> **Exercise goal**
Please give the data again in full, precisely as it is written.

> **Extracted information**

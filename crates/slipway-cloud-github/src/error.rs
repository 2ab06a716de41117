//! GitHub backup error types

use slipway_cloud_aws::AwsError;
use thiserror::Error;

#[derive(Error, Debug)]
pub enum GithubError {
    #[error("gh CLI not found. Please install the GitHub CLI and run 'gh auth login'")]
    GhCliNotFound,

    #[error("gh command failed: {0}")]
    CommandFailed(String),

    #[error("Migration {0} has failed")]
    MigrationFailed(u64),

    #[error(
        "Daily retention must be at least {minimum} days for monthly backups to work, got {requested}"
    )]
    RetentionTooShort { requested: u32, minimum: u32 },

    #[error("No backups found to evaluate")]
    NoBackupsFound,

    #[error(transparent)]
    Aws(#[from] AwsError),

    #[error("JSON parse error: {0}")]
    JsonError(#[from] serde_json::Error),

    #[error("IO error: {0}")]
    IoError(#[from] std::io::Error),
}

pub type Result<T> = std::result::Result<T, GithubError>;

> **Result of the task**
filename crates/slipway-cloud-github/src/error.rs
repository 2ab06a716de41117
//! GitHub backup error types

use slipway_cloud_aws::AwsError;
use thiserror::Error;

#[derive(Error, Debug)]
pub enum GithubError {
    #[error("gh CLI not found. Please install the GitHub CLI and run 'gh auth login'")]
    GhCliNotFound,

    #[error("gh command failed: {0}")]
    CommandFailed(String),

    #[error("Migration {0} has failed")]
    MigrationFailed(u64),

    #[error(
        "Daily retention must be at least {minimum} days for monthly backups to work, got {requested}"
    )]
    RetentionTooShort { requested: u32, minimum: u32 },

    #[error("No backups found to evaluate")]
    NoBackupsFound,

    #[error(transparent)]
    Aws(#[from] AwsError),

    #[error("JSON parse error: {0}")]
    JsonError(#[from] serde_json::Error),

    #[error("IO error: {0}")]
    IoError(#[from] std::io::Error),
}

pub type Result<T> = std::result::Result<T, GithubError>;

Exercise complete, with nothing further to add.